Soybean Genotypes With Contrasting Root System Size Differ in Saline-Alkaline Tolerance

Soybean (Glycine max L. Merr.) is highly susceptible to saline-alkaline conditions, exhibiting significant genotypic variability in tolerance. The root system plays a pivotal role in saline-alkaline resistance, yet the precise mechanisms, particularly those related to root morphological traits, remain unclear. This study explores genotypic variations in root morphology and saline-alkaline tolerance among diverse soybean genotypes and examines the relationship between root system growth and tolerance mechanisms.
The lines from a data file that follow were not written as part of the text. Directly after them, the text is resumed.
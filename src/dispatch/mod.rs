// src/dispatch/mod.rs

//! Change-event dispatch.
//!
//! Turns [`ChangeEvent`]s into script runs:
//! - [`ScriptInvocation`] resolves which script to run for a changed path.
//! - [`ExecutionState`] is the single-flight `busy` flag.
//! - [`runner`] holds the `ScriptRunner` trait and the `tokio::process`
//!   implementation used in production.
//! - [`dispatcher`] owns the event loop.
//!
//! [`ChangeEvent`]: crate::watch::ChangeEvent

use std::fmt;
use std::path::{Path, PathBuf};

use crate::watch::ChangeEvent;

pub mod dispatcher;
pub mod runner;

pub use dispatcher::EventDispatcher;
pub use runner::{ProcessRunner, RunFuture, ScriptRunner};

/// One script run: `<script> <target>`.
#[derive(Debug, Clone, PartialEq, Eq)]
pub struct ScriptInvocation {
    /// Trigger script inside the changed file's own directory.
    pub script: PathBuf,
    /// The changed path, passed as the only argument.
    pub target: PathBuf,
}

impl ScriptInvocation {
    /// Resolve the script for a changed path.
    ///
    /// The script always lives next to the changed file, whichever watched
    /// directory the event came through. A bare file name resolves against
    /// `.` so the script is never looked up on `PATH`.
    pub fn for_path(path: &Path, script_name: &str) -> Self {
        let dir = match path.parent() {
            Some(parent) if !parent.as_os_str().is_empty() => parent,
            _ => Path::new("."),
        };
        Self {
            script: dir.join(script_name),
            target: path.to_path_buf(),
        }
    }

    pub fn for_event(event: &ChangeEvent, script_name: &str) -> Self {
        Self::for_path(&event.path, script_name)
    }
}

impl fmt::Display for ScriptInvocation {
    fn fmt(&self, f: &mut fmt::Formatter<'_>) -> fmt::Result {
        write!(f, "{} {}", self.script.display(), self.target.display())
    }
}

/// Outcome of a single script run.
#[derive(Debug, Clone, PartialEq, Eq)]
pub enum ScriptOutcome {
    Success,
    /// Non-zero exit; `-1` when the process was killed by a signal.
    Failed(i32),
    /// The script could not be started or waited on.
    Error(String),
}

/// Single-flight guard.
///
/// Owned by the dispatcher task and only touched from it, so a plain `bool`
/// suffices. Running several dispatch workers would need this to become a
/// semaphore of size one instead.
#[derive(Debug, Default)]
pub struct ExecutionState {
    busy: bool,
}

impl ExecutionState {
    pub fn new() -> Self {
        Self::default()
    }

    pub fn is_busy(&self) -> bool {
        self.busy
    }

    /// Mark a run as started. Returns `false` if one is already in flight.
    pub fn try_begin(&mut self) -> bool {
        if self.busy {
            return false;
        }
        self.busy = true;
        true
    }

    pub fn finish(&mut self) {
        self.busy = false;
    }
}

/// Counters returned when the dispatcher stops.
#[derive(Debug, Clone, Copy, Default, PartialEq, Eq)]
pub struct DispatchReport {
    /// Script runs started.
    pub started: usize,
    /// Events dropped because a run was in flight.
    pub dropped: usize,
    /// Runs that exited non-zero or failed to start.
    pub failed: usize,
}

#[cfg(test)]
mod tests {
    use super::*;
    use crate::watch::ChangeKind;

    #[test]
    fn script_comes_from_the_changed_files_directory() {
        let ev = ChangeEvent::new("/proj/sub/a.txt", ChangeKind::Create);
        let inv = ScriptInvocation::for_event(&ev, ".onchange");
        assert_eq!(inv.script, PathBuf::from("/proj/sub/.onchange"));
        assert_eq!(inv.target, PathBuf::from("/proj/sub/a.txt"));
        assert_eq!(inv.to_string(), "/proj/sub/.onchange /proj/sub/a.txt");
    }

    #[test]
    fn bare_file_name_resolves_against_current_dir() {
        let inv = ScriptInvocation::for_path(Path::new("x.txt"), "build.sh");
        assert_eq!(inv.script, PathBuf::from("./build.sh"));
        assert_eq!(inv.target, PathBuf::from("x.txt"));
    }

    #[test]
    fn relative_paths_keep_their_directory() {
        let inv = ScriptInvocation::for_path(Path::new("./sub/y.txt"), ".onchange");
        assert_eq!(inv.script, PathBuf::from("./sub/.onchange"));
    }

    #[test]
    fn execution_state_is_single_flight() {
        let mut state = ExecutionState::new();
        assert!(!state.is_busy());
        assert!(state.try_begin());
        assert!(state.is_busy());
        assert!(!state.try_begin());
        state.finish();
        assert!(!state.is_busy());
        assert!(state.try_begin());
    }
}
Eight soybean genotypes with varying root system sizes were evaluated for saline-alkaline tolerance 26 days after transplantation. Plants were subjected to NaHCO3 stress (0 and 30 mmol L-1) for 5 days using a semi-hydroponic phenotyping platform in a glasshouse. Saline-alkaline stress caused significant variation in 20 shoot and root traits, as well as 23 physiological and biochemical traits. Transcriptional profiling revealed differential expression of key genes, including GmHKT1;4, GmPLMT, GmERF8 and GmWRKY12. Based on the mean relative shoot dry mass ratio, the eight genotypes were categorised as sensitive, moderately tolerant or tolerant. Under saline-alkaline stress, the tolerant, large-rooted genotype Nannong 26 showed increased Ca2+ accumulation and upregulation of GmHKT1;4 and GmPLMT in both shoots and roots. In contrast, the tolerant, smaller-rooted genotype NJP580 exhibited higher K+ accumulation and upregulation of GmERF8 and GmWRKY12 in shoots and roots. Root dry mass, fine-root length and the upper-to-lower biomass allocation ratio emerged as potential indicators of saline-alkaline tolerance in soybean. These traits may serve as useful proxies for early-stage screening of tolerant genotypes. The identified saline-alkaline-tolerant genotypes offer promise for cultivation in saline-alkaline soils and for breeding high-yielding, stress-tolerant soybean hybrids.